As mentioned above, the calculation may be performed in real time, or may have been performed previously. In the case where ions are first selected from a database, a pre-calculated template for an ion family may be employed, which template contains the isotope peaks in their calculated distributions. For more than one ion family the templates may be overlaid in whichever proportions it is believed that the ions are present.
The calculated peaks and/or the templates, are then compared with the spectrum to see if any peaks are present in the spectrum that match them. The isotopic distribution around a ‘real’ peak will be characteristic of real data, whereas a spurious peak resulting from noise, cosmic rays, apparatus artefacts, or other interference will not display such a distribution. Thus ‘data’ peaks can be separated from ‘non-data’ peaks. The matching process may preferably compare the separation between expected peaks and/or the relative intensities of expected peaks, with the peaks in the spectrum, and if a certain threshold is reached a match is recorded. The threshold can be altered depending on how sensitive the user requires the method to be. Other parameters can be used for comparison, if desired, such as the breadth or shape of peaks. Functions for modelling such parameters are well known in the art and are discussed below.
In the context of the present invention, a template matching process referred to below means a process which matches a series of parameters determined from peaks in a spectrum to the expected parameters of peaks from known ion classes, where there are no free parameters in the matching process.
Also in the context of the present invention, a model fitting process means a process which attempts to fit a model derived from known ion classes to a series of peaks from a mass spectrum by estimating a series of free parameters to find a local minimum error between the model and the real data, where the error is determined using a cost function. A cost function is chosen to ensure that the data fits the model as closely as possible.
These mathematical methods are well known in the art and have been discussed extensively in signal processing texts.

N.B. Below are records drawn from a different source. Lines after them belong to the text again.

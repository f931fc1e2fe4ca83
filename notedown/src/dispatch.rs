//! Block dispatch.
//!
//! Maps one block-convertible node to its pending blocks. Most kinds map to
//! exactly one block; list items holding a task checkbox can fan out into a
//! to-do plus sibling blocks, which is why the return type is a vector.

use notion::HeadingLevel;

use crate::ast::{Node, NodeKind};
use crate::builder::{BlockBuilder, RichTextBuilder};
use crate::classify::{is_block_convertible, starts_with_checkbox};
use crate::error::ConvertError;
use crate::extract::{extract_from, extract_rich_texts};

/// Fallback code block language accepted by the Notion API.
pub const PLAIN_TEXT: &str = "plain text";

/// Convert one node into pending blocks.
pub fn to_blocks<'a>(node: &'a Node) -> Result<Vec<BlockBuilder<'a>>, ConvertError> {
    match &node.kind {
        NodeKind::Heading { level } => Ok(vec![BlockBuilder::Heading {
            level: HeadingLevel::clamped(*level),
            rich_text: extract_rich_texts(node)?,
        }]),

        NodeKind::Paragraph => container(node, |rich_text, children| BlockBuilder::Paragraph {
            rich_text,
            children,
        }),
        NodeKind::Blockquote => container(node, |rich_text, children| BlockBuilder::Quote {
            rich_text,
            children,
        }),
        NodeKind::TextBlock if starts_with_checkbox(node) => Ok(vec![to_do(node)?]),
        NodeKind::TextBlock => container(node, |rich_text, children| BlockBuilder::Paragraph {
            rich_text,
            children,
        }),

        NodeKind::List { marker } => list(node, *marker),

        NodeKind::FencedCode { language } => Ok(vec![BlockBuilder::Code {
            language: normalize_language(language.as_deref()),
            rich_text: extract_rich_texts(node)?,
        }]),
        NodeKind::CodeBlock => Ok(vec![BlockBuilder::Code {
            language: PLAIN_TEXT.to_string(),
            rich_text: extract_rich_texts(node)?,
        }]),

        NodeKind::Table => table(node),

        NodeKind::Image { url, .. } => Ok(vec![BlockBuilder::Image {
            url: url.clone(),
            caption: extract_from(&node.children)?,
        }]),

        NodeKind::HtmlBlock => Ok(vec![BlockBuilder::HtmlParagraph {
            rich_text: vec![RichTextBuilder::for_node(node)?],
        }]),

        NodeKind::ThematicBreak => Ok(vec![BlockBuilder::Divider]),

        other => Err(ConvertError::UnsupportedNodeKind {
            kind: other.name(),
            span: node.span.clone(),
        }),
    }
}

/// Shared rule for paragraph-shaped containers: a leading run of inline
/// children becomes the block's rich text, every child after the first
/// block-convertible one becomes a child block.
fn container<'a>(
    node: &'a Node,
    build: impl FnOnce(Vec<RichTextBuilder<'a>>, Vec<BlockBuilder<'a>>) -> BlockBuilder<'a>,
) -> Result<Vec<BlockBuilder<'a>>, ConvertError> {
    if node.children.is_empty() {
        return Err(ConvertError::EmptyNodeAtBlockLevel {
            kind: node.kind.name(),
            span: node.span.clone(),
        });
    }

    let (rich_text, children) = prefix_and_children(&node.children)?;
    Ok(vec![build(rich_text, children)])
}

/// Walk a child sequence: inline children accumulate into the rich text
/// prefix until the first block-convertible child (or a child whose
/// extraction signals [`ConvertError::MustBeBlockNotRichText`]); everything
/// from there on dispatches into child blocks.
fn prefix_and_children<'a>(
    nodes: &'a [Node],
) -> Result<(Vec<RichTextBuilder<'a>>, Vec<BlockBuilder<'a>>), ConvertError> {
    let mut rich_text = Vec::new();
    let mut children = Vec::new();
    let mut in_prefix = true;
    for child in nodes {
        if in_prefix && !is_block_convertible(child) {
            match extract_from(std::slice::from_ref(child)) {
                Ok(runs) => {
                    rich_text.extend(runs);
                    continue;
                }
                Err(ConvertError::MustBeBlockNotRichText { .. }) => {
                    children.extend(redirect_to_blocks(child)?);
                }
                Err(error) => return Err(error),
            }
        } else {
            children.extend(to_blocks(child)?);
        }
        in_prefix = false;
    }
    Ok((rich_text, children))
}

/// Route a child that refused rich-text extraction into block dispatch.
/// Inline wrappers (a link or emphasis around an image) dispatch their
/// children instead, so the image surfaces as a block.
fn redirect_to_blocks<'a>(child: &'a Node) -> Result<Vec<BlockBuilder<'a>>, ConvertError> {
    match &child.kind {
        NodeKind::Link { .. } | NodeKind::Emphasis { .. } | NodeKind::Strikethrough => {
            let mut blocks = Vec::new();
            for inner in &child.children {
                blocks.extend(redirect_to_blocks(inner)?);
            }
            Ok(blocks)
        }
        _ => to_blocks(child),
    }
}

fn list<'a>(node: &'a Node, marker: char) -> Result<Vec<BlockBuilder<'a>>, ConvertError> {
    let bulleted = matches!(marker, '-' | '+' | '*');
    let mut blocks = Vec::new();
    for item in &node.children {
        blocks.extend(list_item(item, bulleted)?);
    }
    Ok(blocks)
}

/// Convert one list item. A checkbox item produces a to-do; any remaining
/// item content follows it as sibling blocks since to-dos carry no children.
fn list_item<'a>(item: &'a Node, bulleted: bool) -> Result<Vec<BlockBuilder<'a>>, ConvertError> {
    if let Some(first) = item.first_child() {
        if matches!(first.kind, NodeKind::TextBlock) && starts_with_checkbox(first) {
            let mut blocks = vec![to_do(first)?];
            for rest in &item.children[1..] {
                blocks.extend(to_blocks(rest)?);
            }
            return Ok(blocks);
        }
    }

    let (rich_text, children) = if item.children.is_empty() {
        (vec![RichTextBuilder::for_node(item)?], Vec::new())
    } else {
        prefix_and_children(&item.children)?
    };

    let block = if bulleted {
        BlockBuilder::BulletedListItem { rich_text, children }
    } else {
        BlockBuilder::NumberedListItem { rich_text, children }
    };
    Ok(vec![block])
}

fn to_do<'a>(text_block: &'a Node) -> Result<BlockBuilder<'a>, ConvertError> {
    let checked = matches!(
        text_block.first_child().map(|c| &c.kind),
        Some(NodeKind::TaskCheckbox { checked: true })
    );
    Ok(BlockBuilder::ToDo {
        checked,
        rich_text: extract_rich_texts(text_block)?,
    })
}

fn table<'a>(node: &'a Node) -> Result<Vec<BlockBuilder<'a>>, ConvertError> {
    let mut has_header = false;
    let mut header = Vec::new();
    let mut rows = Vec::new();
    for row in &node.children {
        let cells = row
            .children
            .iter()
            .map(extract_rich_texts)
            .collect::<Result<Vec<_>, _>>()?;
        match &row.kind {
            NodeKind::TableHeaderRow => {
                has_header = true;
                header = cells;
            }
            _ => rows.push(cells),
        }
    }
    Ok(vec![BlockBuilder::Table { has_header, header, rows }])
}

fn normalize_language(language: Option<&str>) -> String {
    match language {
        Some(lang) if !lang.trim().is_empty() => lang.trim().to_lowercase(),
        _ => PLAIN_TEXT.to_string(),
    }
}

#[cfg(test)]
mod tests {
    use pretty_assertions::assert_eq;

    use super::*;
    use crate::ast::Literal;

    #[test]
    fn thematic_break_is_a_divider() {
        let node = Node::new(NodeKind::ThematicBreak, 0..3);
        let blocks = to_blocks(&node).unwrap();
        assert!(matches!(blocks.as_slice(), [BlockBuilder::Divider]));
    }

    #[test]
    fn empty_paragraph_is_rejected() {
        let node = Node::new(NodeKind::Paragraph, 0..0);
        assert_eq!(
            to_blocks(&node).unwrap_err(),
            ConvertError::EmptyNodeAtBlockLevel { kind: "paragraph", span: 0..0 }
        );
    }

    #[test]
    fn structural_kinds_have_no_rule() {
        let node = Node::new(NodeKind::TableRow, 5..9);
        assert_eq!(
            to_blocks(&node).unwrap_err(),
            ConvertError::UnsupportedNodeKind { kind: "table row", span: 5..9 }
        );
    }

    #[test]
    fn headerless_table_has_zero_width() {
        let source = "cell";
        let mut cell = Node::new(NodeKind::TableCell, 0..4);
        cell.children
            .push(Node::with_literal(NodeKind::Text, 0..4, Literal::Span(0..4)));
        let mut row = Node::new(NodeKind::TableRow, 0..4);
        row.children.push(cell.clone());
        row.children.push(cell);
        let mut table = Node::new(NodeKind::Table, 0..4);
        table.children.push(row);

        let blocks = to_blocks(&table).unwrap();
        assert_eq!(
            blocks[0].materialize(source),
            notion::Block::Table {
                width: 0,
                has_header: false,
                rows: vec![notion::TableRow {
                    cells: vec![vec![notion::RichText::text("cell")]; 2],
                }],
            }
        );
    }

    #[test]
    fn language_normalization() {
        assert_eq!(normalize_language(Some(" Go ")), "go");
        assert_eq!(normalize_language(Some("")), PLAIN_TEXT);
        assert_eq!(normalize_language(None), PLAIN_TEXT);
    }
}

The procedure for the first peak may be repeated until it has either been identified as a real data peak, or until no match has been found, in which case the peak may be discarded from consideration when assigning the spectrum. Repetition typically involves selection of a new reference ion in the next charge state until all charge states have been tested. Once this occurs, then the iteration for that first peak is finished. The whole procedure may then be repeated for peaks that have not already been designated as data peaks, e.g. for a second peak, third peak, fourth peak, etc. until all peaks have been tested, or as many have been tested as desired. Preferably the highest common charge state resolvable in the spectrometer being employed is used first, with the lowest mass peak. Since peaks are measured as a mass/charge ratio (mn/z), this involves beginning at lowest m and highest z and iterating with z one unit lower each time until the smallest value of z is reached. Then the next peak in the spectrum is selected and the procedure repeated. Generally, for time of flight (TOF) spectrometers, the highest charge state resolved is +6, although +8 is possible in some instances. Therefore, preferably the method begins with a charge state of +8 and works down to +1. More preferably, the method begins with a charge state of +6 and works down to +1. Alternatively, the negative ion configuration may be employed. In this case one begins with −8 and proceeds to −1, or from −6 to −1.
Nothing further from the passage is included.